The last stage is the most difficult to reach, and most of them don't reach it.
JB: In your book, you zeroed in on a handful of whistle blowers. You've worked with hundreds. How did you choose?
DS: I chose the best examples of how government agencies and one private corporation treated whistleblowers. Some of my clients are under gag orders. Some of the best stories remain untold because they are sealed.
I was successful in stopping the Executive and Legislative Branches from routinely using the forced psychiatric fitness for duty exam. The next target is to stop misuse in security clearance by psychiatric "hired guns" that the various agencies hire.
The public ought to be outraged that psychiatric professionals cook up exams to discredit targets with biased, false, misleading, distracting, and useless psychological reports.
JB: Were you ever concerned that you yourself would be a target for retaliation?
DS: Yes. I have lost my career because I advocated for a whistleblower. I have known their pain. When I went to Congress in 1978 to report my findings about the forced fitness for duty exams, I got permission from HEW [Department of Health, Education and Welfare, now the Department of Health and Human Services].
In 1992, I blew the whistle regarding the death of a patient at St. Elizabeth's Hospital in DC, and became a witness for her and her family.
I faced blowback after I was in a Parade Magazine article written by Jack Anderson [August 18, 1991, "A Haven for Whistleblower" by Jack Anderson with Tim Warner contributing] in which he praised my work exposing the government's use of Forced Fitness for Duty Exams. I had close friends who warned me I could be retaliated against.
After I was constructively retired, I spent two weeks on the Brian Hyatt case against Northrop [chapter seven in my book]. Mr. Hyatt won his case with my assistance and testimony.

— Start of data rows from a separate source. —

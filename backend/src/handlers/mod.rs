//! HTTP handlers

pub mod health;
pub mod launch;

pub use health::health_check;
pub use launch::{
    apply_to_all_rows, edit_launch_row, get_launch_options, get_stock_status, open_launch,
    revert_launch, save_launch_draft, submit_launch,
};
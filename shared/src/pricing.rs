//! Price derivation between markup and sale price
//!
//! Markup and sale price are two views of the same value over the row's final
//! cost (`cost + additional cost`). Editing one re-derives the other.

use rust_decimal::{Decimal, RoundingStrategy};

use crate::models::LaunchRow;

const HUNDRED: Decimal = Decimal::ONE_HUNDRED;

/// Round to cents, half away from zero
pub fn round2(value: Decimal) -> Decimal {
    value.round_dp_with_strategy(2, RoundingStrategy::MidpointAwayFromZero)
}

pub fn final_cost(cost: Decimal, additional_cost: Decimal) -> Decimal {
    cost.saturating_add(additional_cost)
}

/// `finalCost * (1 + markup/100)`, only defined for a positive final cost.
/// `None` as well when the result does not fit in a `Decimal`.
pub fn sale_price_from_markup(final_cost: Decimal, markup: Decimal) -> Option<Decimal> {
    if final_cost <= Decimal::ZERO {
        return None;
    }
    let factor = Decimal::ONE.checked_add(markup.checked_div(HUNDRED)?)?;
    final_cost.checked_mul(factor).map(round2)
}

/// `(salePrice / finalCost - 1) * 100`, defined when both are positive and
/// the result fits in a `Decimal`
pub fn markup_from_sale_price(final_cost: Decimal, sale_price: Decimal) -> Option<Decimal> {
    if final_cost <= Decimal::ZERO || sale_price <= Decimal::ZERO {
        return None;
    }
    sale_price
        .checked_div(final_cost)?
        .checked_sub(Decimal::ONE)?
        .checked_mul(HUNDRED)
        .map(round2)
}

impl LaunchRow {
    pub fn final_cost(&self) -> Decimal {
        final_cost(self.cost, self.additional_cost)
    }

    /// Set the markup and re-derive the sale price when the cost allows it
    pub fn set_markup(&mut self, markup: Option<Decimal>) {
        self.markup = markup;
        if let Some(price) = markup.and_then(|m| sale_price_from_markup(self.final_cost(), m)) {
            self.sale_price = Some(price);
        }
        self.refresh_sale_price_flag();
    }

    /// Set the sale price and re-derive the markup; the markup is cleared
    /// when it cannot be computed
    pub fn set_sale_price(&mut self, sale_price: Option<Decimal>) {
        self.sale_price = sale_price;
        self.markup = sale_price.and_then(|price| markup_from_sale_price(self.final_cost(), price));
        self.refresh_sale_price_flag();
    }

    pub fn set_cost(&mut self, cost: Decimal) {
        self.cost = cost;
        self.rederive_after_cost_change();
    }

    pub fn set_additional_cost(&mut self, additional_cost: Decimal) {
        self.additional_cost = additional_cost;
        self.rederive_after_cost_change();
    }

    // Markup drives the price when present; otherwise the price is kept and
    // the markup follows it.
    fn rederive_after_cost_change(&mut self) {
        match self.markup {
            Some(markup) if self.final_cost() > Decimal::ZERO => {
                self.sale_price = sale_price_from_markup(self.final_cost(), markup);
            }
            _ => {
                self.markup = self
                    .sale_price
                    .and_then(|price| markup_from_sale_price(self.final_cost(), price));
            }
        }
        self.refresh_sale_price_flag();
    }

    // Edit time only clears the marker; setting it is the submitter's job.
    fn refresh_sale_price_flag(&mut self) {
        if self.flags.sale_price && self.has_sale_price() {
            self.flags.sale_price = false;
        }
    }
}

#[cfg(test)]
mod tests {
    use super::*;
    use proptest::prelude::*;
    use std::str::FromStr;

    fn dec(s: &str) -> Decimal {
        Decimal::from_str(s).unwrap()
    }

    fn row(cost: &str, additional: &str) -> LaunchRow {
        LaunchRow {
            cost: dec(cost),
            additional_cost: dec(additional),
            quantity: 1,
            ..Default::default()
        }
    }

    #[test]
    fn test_markup_sets_sale_price() {
        let mut r = row("100", "0");
        r.set_markup(Some(dec("25")));
        assert_eq!(r.sale_price, Some(dec("125.00")));
    }

    #[test]
    fn test_sale_price_sets_markup() {
        let mut r = row("100", "0");
        r.set_sale_price(Some(dec("150")));
        assert_eq!(r.markup, Some(dec("50.00")));
    }

    #[test]
    fn test_additional_cost_is_part_of_final_cost() {
        let mut r = row("90", "10");
        r.set_markup(Some(dec("10")));
        assert_eq!(r.sale_price, Some(dec("110.00")));
    }

    #[test]
    fn test_markup_without_cost_leaves_price() {
        let mut r = row("0", "0");
        r.sale_price = Some(dec("80"));
        r.set_markup(Some(dec("30")));
        assert_eq!(r.markup, Some(dec("30")));
        assert_eq!(r.sale_price, Some(dec("80")));
    }

    #[test]
    fn test_zero_sale_price_clears_markup() {
        let mut r = row("100", "0");
        r.set_markup(Some(dec("20")));
        r.set_sale_price(Some(Decimal::ZERO));
        assert_eq!(r.markup, None);
        r.set_sale_price(None);
        assert_eq!(r.markup, None);
    }

    #[test]
    fn test_rounding_to_cents() {
        assert_eq!(sale_price_from_markup(dec("33.33"), dec("33.333")), Some(dec("44.44")));
        assert_eq!(markup_from_sale_price(dec("3"), dec("4")), Some(dec("33.33")));
        assert_eq!(round2(dec("1.005")), dec("1.01"));
    }

    #[test]
    fn test_out_of_range_values_are_not_derived() {
        assert_eq!(
            markup_from_sale_price(dec("0.0000000001"), dec("100000000000000000000")),
            None
        );
        assert_eq!(sale_price_from_markup(Decimal::MAX, dec("100")), None);
        assert_eq!(sale_price_from_markup(dec("1000"), Decimal::MAX), None);

        let mut r = row("0.0000000001", "0");
        r.set_sale_price(Some(dec("100000000000000000000")));
        assert_eq!(r.sale_price, Some(dec("100000000000000000000")));
        assert_eq!(r.markup, None);

        let mut r = row("1000", "0");
        r.set_markup(Some(Decimal::MAX));
        assert_eq!(r.markup, Some(Decimal::MAX));
        assert_eq!(r.sale_price, None);
    }

    #[test]
    fn test_cost_change_follows_markup() {
        let mut r = row("100", "0");
        r.set_markup(Some(dec("50")));
        r.set_cost(dec("200"));
        assert_eq!(r.sale_price, Some(dec("300.00")));
    }

    #[test]
    fn test_cost_change_without_markup_rederives_markup() {
        let mut r = row("0", "0");
        r.set_sale_price(Some(dec("120")));
        assert_eq!(r.markup, None);
        r.set_cost(dec("100"));
        assert_eq!(r.sale_price, Some(dec("120")));
        assert_eq!(r.markup, Some(dec("20.00")));
    }

    #[test]
    fn test_valid_price_clears_flag() {
        let mut r = row("100", "0");
        r.flags.sale_price = true;
        r.set_sale_price(Some(Decimal::ZERO));
        assert!(r.flags.sale_price);
        r.set_sale_price(Some(dec("130")));
        assert!(!r.flags.sale_price);
    }

    proptest! {
        #![proptest_config(ProptestConfig::with_cases(200))]

        #[test]
        fn prop_derivation_never_panics(
            cost in any::<i64>(),
            cost_scale in 0u32..=28,
            value in any::<i64>(),
            value_scale in 0u32..=28,
        ) {
            let cost = Decimal::new(cost, cost_scale);
            let value = Decimal::new(value, value_scale);
            let _ = sale_price_from_markup(cost, value);
            let _ = markup_from_sale_price(cost, value);

            let mut r = row("0", "0");
            r.set_cost(cost);
            r.set_markup(Some(value));
            r.set_sale_price(Some(value));
            r.set_additional_cost(value);
        }
    }
}
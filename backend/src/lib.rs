//! Purchase launch server
//!
//! Turns pending purchase orders into launched inventory units for a phone
//! resale shop: plans launch rows, keeps drafts, validates identifiers,
//! submits batches and reverts them.

use std::sync::Arc;

use axum::{routing::get, Router};
use tower::ServiceBuilder;
use tower_http::{
    cors::{Any, CorsLayer},
    trace::TraceLayer,
};

pub mod config;
pub mod drafts;
pub mod error;
pub mod gateway;
pub mod handlers;
pub mod middleware;
pub mod routes;
pub mod services;

pub use config::Config;

use drafts::FileDraftStore;
use gateway::PgLaunchGateway;
use services::LaunchService;

/// Launch service as wired in production
pub type PgLaunchService = LaunchService<PgLaunchGateway, FileDraftStore>;

/// Application state shared across handlers
#[derive(Clone)]
pub struct AppState {
    pub db: sqlx::PgPool,
    pub config: Arc<Config>,
    pub launch: Arc<PgLaunchService>,
}

impl AppState {
    pub fn new(db: sqlx::PgPool, config: Config) -> Self {
        let launch = LaunchService::new(
            PgLaunchGateway::new(db.clone()),
            FileDraftStore::new(config.drafts.directory.clone()),
            config.row_defaults(),
        );
        Self {
            db,
            config: Arc::new(config),
            launch: Arc::new(launch),
        }
    }
}

/// Create the application router with all routes and middleware
pub fn create_app(state: AppState) -> Router {
    // CORS configuration
    let cors = CorsLayer::new()
        .allow_origin(Any)
        .allow_methods(Any)
        .allow_headers(Any);

    Router::new()
        .route("/", get(root))
        .route("/health", get(handlers::health_check))
        .nest("/api/v1", routes::api_routes(state.clone()))
        .layer(
            ServiceBuilder::new()
                .layer(TraceLayer::new_for_http())
                .layer(cors),
        )
        .with_state(state)
}

/// Root endpoint
async fn root() -> &'static str {
    "Purchase Launch API v1.0"
}
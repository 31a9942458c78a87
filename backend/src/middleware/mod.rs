//! Request middleware

pub mod auth;

pub use auth::{auth_middleware, AuthUser, CurrentUser, PERMISSION_LAUNCH, PERMISSION_REVERT};
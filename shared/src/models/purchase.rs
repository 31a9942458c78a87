//! Purchase order models

use chrono::{DateTime, Utc};
use rust_decimal::Decimal;
use serde::{Deserialize, Serialize};
use uuid::Uuid;

/// A supplier purchase order awaiting conversion to inventory
#[derive(Debug, Clone, Serialize, Deserialize)]
#[serde(rename_all = "camelCase")]
pub struct PurchaseOrder {
    pub id: Uuid,
    pub display_number: i32,
    pub supplier_id: Option<Uuid>,
    pub supplier_name: Option<String>,
    /// Devices bought over the counter from a customer rather than a supplier
    #[serde(default)]
    pub purchased_from_customer: bool,
    pub items: Vec<PurchaseItem>,
    pub stock_status: StockStatus,
    pub financial_status: FinancialStatus,
    pub total_amount: Decimal,
    pub created_at: DateTime<Utc>,
}

impl PurchaseOrder {
    pub fn item(&self, item_id: Uuid) -> Option<&PurchaseItem> {
        self.items.iter().find(|item| item.id == item_id)
    }

    pub fn has_item(&self, item_id: Uuid) -> bool {
        self.item(item_id).is_some()
    }

    /// Total units ordered across every line
    pub fn ordered_units(&self) -> i64 {
        self.items.iter().map(|item| i64::from(item.quantity)).sum()
    }
}

/// A purchase order line
#[derive(Debug, Clone, Serialize, Deserialize)]
#[serde(rename_all = "camelCase")]
pub struct PurchaseItem {
    pub id: Uuid,
    pub purchase_order_id: Uuid,
    pub quantity: i32,
    /// One inventory unit per device, identified by IMEI/serial
    pub has_imei: bool,
    #[serde(default)]
    pub control_by_barcode: bool,
    pub unit_cost: Decimal,
    #[serde(default)]
    pub additional_cost: Decimal,
    pub minimum_stock: Option<i32>,
    pub product_details: ProductDetails,
}

/// Product snapshot taken when the purchase was recorded
#[derive(Debug, Clone, Default, Serialize, Deserialize)]
#[serde(default, rename_all = "camelCase")]
pub struct ProductDetails {
    pub brand: String,
    pub model: String,
    pub category: Option<String>,
    pub color: Option<String>,
    /// Storage capacity, e.g. "128GB"
    pub capacity: Option<String>,
    pub condition: Option<String>,
    pub warranty: Option<String>,
    pub storage_location: Option<String>,
}

impl ProductDetails {
    /// Human description used for launch rows, e.g. "Apple iPhone 13 128GB Azul"
    pub fn description(&self) -> String {
        [
            Some(self.brand.as_str()),
            Some(self.model.as_str()),
            self.capacity.as_deref(),
            self.color.as_deref(),
        ]
        .into_iter()
        .flatten()
        .map(str::trim)
        .filter(|part| !part.is_empty())
        .collect::<Vec<_>>()
        .join(" ")
    }
}

/// Aggregate stock status of a purchase order
#[derive(Debug, Clone, Copy, Serialize, Deserialize, PartialEq, Eq, Default)]
#[serde(rename_all = "snake_case")]
pub enum StockStatus {
    #[default]
    Pending,
    PartiallyLaunched,
    Launched,
    Cancelled,
}

impl StockStatus {
    pub fn as_str(&self) -> &'static str {
        match self {
            StockStatus::Pending => "pending",
            StockStatus::PartiallyLaunched => "partially_launched",
            StockStatus::Launched => "launched",
            StockStatus::Cancelled => "cancelled",
        }
    }

    pub fn from_str(s: &str) -> Option<Self> {
        match s {
            "pending" => Some(StockStatus::Pending),
            "partially_launched" => Some(StockStatus::PartiallyLaunched),
            "launched" => Some(StockStatus::Launched),
            "cancelled" => Some(StockStatus::Cancelled),
            _ => None,
        }
    }
}

impl std::fmt::Display for StockStatus {
    fn fmt(&self, f: &mut std::fmt::Formatter<'_>) -> std::fmt::Result {
        match self {
            StockStatus::Pending => write!(f, "Pending"),
            StockStatus::PartiallyLaunched => write!(f, "Partially Launched"),
            StockStatus::Launched => write!(f, "Launched"),
            StockStatus::Cancelled => write!(f, "Cancelled"),
        }
    }
}

/// Payment status of a purchase order; owned by the finance flow
#[derive(Debug, Clone, Copy, Serialize, Deserialize, PartialEq, Eq, Default)]
#[serde(rename_all = "snake_case")]
pub enum FinancialStatus {
    #[default]
    Pending,
    PartiallyPaid,
    Paid,
    Cancelled,
}

impl FinancialStatus {
    pub fn as_str(&self) -> &'static str {
        match self {
            FinancialStatus::Pending => "pending",
            FinancialStatus::PartiallyPaid => "partially_paid",
            FinancialStatus::Paid => "paid",
            FinancialStatus::Cancelled => "cancelled",
        }
    }

    pub fn from_str(s: &str) -> Option<Self> {
        match s {
            "pending" => Some(FinancialStatus::Pending),
            "partially_paid" => Some(FinancialStatus::PartiallyPaid),
            "paid" => Some(FinancialStatus::Paid),
            "cancelled" => Some(FinancialStatus::Cancelled),
            _ => None,
        }
    }
}
//! Drafts as JSON files, one per purchase order

use std::io::ErrorKind;
use std::path::{Path, PathBuf};

use async_trait::async_trait;
use shared::{draft_key, Draft};
use tokio::fs;
use uuid::Uuid;

use super::{DraftError, DraftStore};

#[derive(Debug, Clone)]
pub struct FileDraftStore {
    directory: PathBuf,
}

impl FileDraftStore {
    pub fn new(directory: impl Into<PathBuf>) -> Self {
        Self {
            directory: directory.into(),
        }
    }

    pub fn directory(&self) -> &Path {
        &self.directory
    }

    fn path_for(&self, order_id: Uuid) -> PathBuf {
        self.directory.join(format!("{}.json", draft_key(order_id)))
    }
}

#[async_trait]
impl DraftStore for FileDraftStore {
    async fn get(&self, order_id: Uuid) -> Result<Option<Draft>, DraftError> {
        let bytes = match fs::read(self.path_for(order_id)).await {
            Ok(bytes) => bytes,
            Err(e) if e.kind() == ErrorKind::NotFound => return Ok(None),
            Err(e) => return Err(e.into()),
        };
        Ok(Some(serde_json::from_slice(&bytes)?))
    }

    async fn put(&self, order_id: Uuid, draft: &Draft) -> Result<(), DraftError> {
        fs::create_dir_all(&self.directory).await?;

        let target = self.path_for(order_id);
        // Readers only ever see a complete file
        let staging = self
            .directory
            .join(format!("{}.{}.tmp", draft_key(order_id), Uuid::new_v4()));
        let bytes = serde_json::to_vec(draft)?;

        fs::write(&staging, &bytes).await?;
        if let Err(e) = fs::rename(&staging, &target).await {
            let _ = fs::remove_file(&staging).await;
            return Err(e.into());
        }
        Ok(())
    }

    async fn clear(&self, order_id: Uuid) -> Result<(), DraftError> {
        match fs::remove_file(self.path_for(order_id)).await {
            Ok(()) => Ok(()),
            Err(e) if e.kind() == ErrorKind::NotFound => Ok(()),
            Err(e) => Err(e.into()),
        }
    }
}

JB: Lucky for both of you! How do you think your book will be received?
DS: This book is a must read for everyone who has a career. It's a must read for every taxpayer, for every patient in a hospital, every person who wants a strong defense, and wants to preserve our jobs. For anyone who believes we need to return to truth-based politics.
I wrote the book because I want America to persist. We can only continue if our policies are fact-based. The average American does not know how profound truths are being suppressed.
I expect a tidal wave of sales of Don't Kill the Messenger! once we get the word out.
JB: I like that positive attitude, Don! Have conditions for whistleblowers improved over the four decades spanning your career? How's the current president doing?